- Kfar Chleymane Location within Lebanon
- Coordinates: 34°13′58″N 35°46′28″E﻿ / ﻿34.23278°N 35.77444°E
- Country: Lebanon
- Governorate: North Governorate
- District: Batroun District
- Time zone: UTC+2 (EET)
- • Summer (DST): UTC+3 (EEST)
- Dialing code: +961

= Kfar Chleymane =

Village in Batroun District, Lebanon

Kfar Chleymane (كفر شليمان), also Kfarchleiman, is a small village of the Batroun District in the north of Lebanon located 16 km from Batroun and 69 km from Beirut.

==Etymology==
According to Anis Freiha's "A Dictionary of the Names of Towns and Villages in Lebanon", Kfar Chleymane comes from Syriac and means The Village of Sleiman.

==Demographics==
In 2014 Christians made up 100% of registered voters in Kfar Chleymane. 93.83% of the voters were Maronite Catholics.
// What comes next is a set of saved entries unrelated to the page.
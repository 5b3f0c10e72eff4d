//! Robot Payback — a small top-down survival game.
//!
//! - `entities`: plain data for the player, doors, monsters, coins, session
//! - `compute`: pure per-tick rules, spawner and screen state machine
//! - `collision`: the one overlap test every entity pair uses
//! - `config`: rule variants and sprite sizes, optionally from JSON
//! - `error`: bootstrap / terminal failures
//!
//! Terminal I/O lives in the binary.

pub mod collision;
pub mod compute;
pub mod config;
pub mod entities;
pub mod error;
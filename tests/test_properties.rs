use proptest::prelude::*;

use robot_payback::compute::*;
use robot_payback::config::GameConfig;
use robot_payback::entities::*;

use rand::rngs::StdRng;
use rand::SeedableRng;

fn running_state() -> GameState {
    let mut s = init_state(&GameConfig::default(), 0);
    s.screen = Screen::Running;
    s
}

fn to_input(keys: (bool, bool, bool, bool, bool, bool)) -> TickInput {
    TickInput {
        left: keys.0,
        right: keys.1,
        up: keys.2,
        down: keys.3,
        aim_ccw: keys.4,
        aim_cw: keys.5,
        fire: false,
    }
}

proptest! {
    #[test]
    fn player_never_leaves_the_field(
        start_x in 0i32..=1040,
        start_y in 0i32..=680,
        keys in prop::collection::vec(any::<(bool, bool, bool, bool, bool, bool)>(), 0..400),
    ) {
        let s = running_state();
        let mut player = Player { x: start_x, y: start_y, ..s.player.clone() };
        for k in keys {
            player = apply_input(&player, &to_input(k), s.field, s.sprites.player);
            prop_assert!(player.x >= 0 && player.x <= s.field.width - s.sprites.player.w);
            prop_assert!(player.y >= 0 && player.y <= s.field.height - s.sprites.player.h);
        }
    }

    #[test]
    fn door_spawn_respects_cap(
        monsters in 0usize..8,
        doors in 0usize..8,
        limit in 3usize..8,
        seed in any::<u64>(),
    ) {
        prop_assume!(monsters + doors <= limit);
        let mut s = running_state();
        s.monster_limit = limit;
        for i in 0..monsters {
            s.monsters.push(Monster {
                x: 100 + i as i32 * 50,
                y: 100,
                speed: 2,
                behavior: Behavior::Wander,
                dx: 2,
                dy: 2,
            });
        }
        for _ in 0..doors {
            s.doors.push(Door { x: 0, y: 0, spawned_at_ms: 0 });
        }
        let mut rng = StdRng::seed_from_u64(seed);
        let s2 = try_spawn_door(&s, 10_000, &mut rng);
        prop_assert!(s2.monsters.len() + s2.doors.len() <= limit);
    }

    #[test]
    fn wanderer_flips_only_axes_on_an_edge(
        x in -3i32..=1043,
        y in -3i32..=683,
        speed in 2i32..=4,
        sx in any::<bool>(),
        sy in any::<bool>(),
    ) {
        let s = running_state();
        let m = Monster {
            x,
            y,
            speed,
            behavior: Behavior::Wander,
            dx: if sx { speed } else { -speed },
            dy: if sy { speed } else { -speed },
        };
        let m2 = step_monster(&m, (0, 0), s.field, s.sprites.monster);
        let x_edge = x <= 0 || x >= s.field.width - s.sprites.monster.w;
        let y_edge = y <= 0 || y >= s.field.height - s.sprites.monster.h;
        prop_assert_eq!(m2.dx, if x_edge { -m.dx } else { m.dx });
        prop_assert_eq!(m2.dy, if y_edge { -m.dy } else { m.dy });
        prop_assert_eq!(m2.x, x + m2.dx);
        prop_assert_eq!(m2.y, y + m2.dy);
    }

    #[test]
    fn ticks_never_panic_and_keep_player_on_field(
        seed in any::<u64>(),
        steps in prop::collection::vec(any::<(bool, bool, bool, bool, bool, bool)>(), 1..200),
        fire_every in 1usize..20,
    ) {
        let mut s = running_state();
        s.rules.monsters_catch_player = false;
        let mut rng = StdRng::seed_from_u64(seed);
        // Big clock jumps so doors open and expire within the run
        for (i, k) in steps.into_iter().enumerate() {
            let input = TickInput { fire: i % fire_every == 0, ..to_input(k) };
            s = tick(&s, &input, i as u64 * 500, &mut rng);
            prop_assert!(s.player.x >= 0 && s.player.x <= 1040);
            prop_assert!(s.player.y >= 0 && s.player.y <= 680);
        }
    }
}
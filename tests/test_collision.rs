use robot_payback::collision::*;

#[test]
fn overlap_is_inclusive_at_tolerance() {
    assert!(overlaps((0.0, 0.0), (20.0, 20.0), HIT_TOLERANCE));
    assert!(overlaps((0.0, 0.0), (-20.0, 20.0), HIT_TOLERANCE));
    assert!(overlaps((5.5, 5.5), (5.5, 5.5), HIT_TOLERANCE));
}

#[test]
fn overlap_fails_when_either_axis_is_out() {
    assert!(!overlaps((0.0, 0.0), (21.0, 0.0), HIT_TOLERANCE));
    assert!(!overlaps((0.0, 0.0), (0.0, -21.0), HIT_TOLERANCE));
    assert!(!overlaps((0.0, 0.0), (20.5, 20.5), HIT_TOLERANCE));
}

#[test]
fn overlap_is_symmetric() {
    let a = (100.0, 40.0);
    let b = (117.0, 59.0);
    assert_eq!(overlaps(a, b, HIT_TOLERANCE), overlaps(b, a, HIT_TOLERANCE));
}

#[test]
fn overlap_is_a_square_not_a_circle() {
    // Corner of the window: ~28 px away but still a hit
    assert!(overlaps((0.0, 0.0), (20.0, 20.0), 20.0));
}

#[test]
fn first_overlap_returns_first_match_in_order() {
    let candidates = vec![(500.0, 500.0), (10.0, 10.0), (0.0, 0.0)];
    assert_eq!(first_overlap((0.0, 0.0), candidates, HIT_TOLERANCE), Some(1));
}

#[test]
fn first_overlap_none_when_nothing_close() {
    let candidates = vec![(500.0, 500.0), (30.0, 0.0)];
    assert_eq!(first_overlap((0.0, 0.0), candidates, HIT_TOLERANCE), None);
    assert_eq!(first_overlap((0.0, 0.0), Vec::new(), HIT_TOLERANCE), None);
}
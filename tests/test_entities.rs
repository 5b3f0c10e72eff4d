use robot_payback::compute::init_state;
use robot_payback::config::GameConfig;
use robot_payback::entities::*;

#[test]
fn entity_clone_and_eq() {
    // Enums derive PartialEq — equality comparisons must work
    assert_eq!(Behavior::Chase, Behavior::Chase);
    assert_ne!(Behavior::Chase, Behavior::Wander);
    assert_eq!(Screen::Running, Screen::Running);
    assert_ne!(Screen::Intro, Screen::Mechanics);
    assert_ne!(Screen::Running, Screen::GameOver);

    let door = Door { x: 0, y: 40, spawned_at_ms: 10 };
    assert_eq!(door.clone(), door);
}

#[test]
fn game_state_clone_is_independent() {
    let mut original = init_state(&GameConfig::default(), 0);
    original.screen = Screen::Running;
    let mut cloned = original.clone();

    // Mutating the clone must not affect the original
    cloned.player.x = 99;
    cloned.score = 999;
    cloned.monsters.push(Monster {
        x: 5,
        y: 5,
        speed: 2,
        behavior: Behavior::Wander,
        dx: 2,
        dy: -2,
    });
    cloned.rules.has_scoring = false;

    assert_eq!(original.player.x, 520);
    assert_eq!(original.score, 0);
    assert!(original.monsters.is_empty());
    assert!(original.rules.has_scoring);
}

#[test]
fn rect_contains_is_half_open() {
    let r = Rect { x: 10, y: 20, w: 5, h: 3 };
    assert!(r.contains(10, 20));
    assert!(r.contains(14, 22));
    assert!(!r.contains(15, 20));
    assert!(!r.contains(10, 23));
    assert!(!r.contains(9, 21));
    assert!(!r.contains(12, 19));
}

#[test]
fn tick_input_default_is_idle() {
    let input = TickInput::default();
    assert!(!input.left && !input.right && !input.up && !input.down);
    assert!(!input.aim_ccw && !input.aim_cw && !input.fire);
}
Kfar Chleimane's population is very small, consisting mainly of members of the Bassil family, which is believed to originate from Dinniyeh region near Tripoli.

==Church==
The Our Lady of Naya church is the only one in Kfar Chleymane and is known for its 12th century vestige. Frescoes representing the Christ or other Christian scenes can be found in a little cave carved in the stone under the church. Parts of the frescoes were burnt by mistake before their historical importance was discovered. Moreover, the stones around the church are carved into stairs that can also be dated to the 12th century.

==Legend==
An ancient legend says that under the soil of the church exists a hidden convent, but nobody knows if those legends are true and no researches were ever led.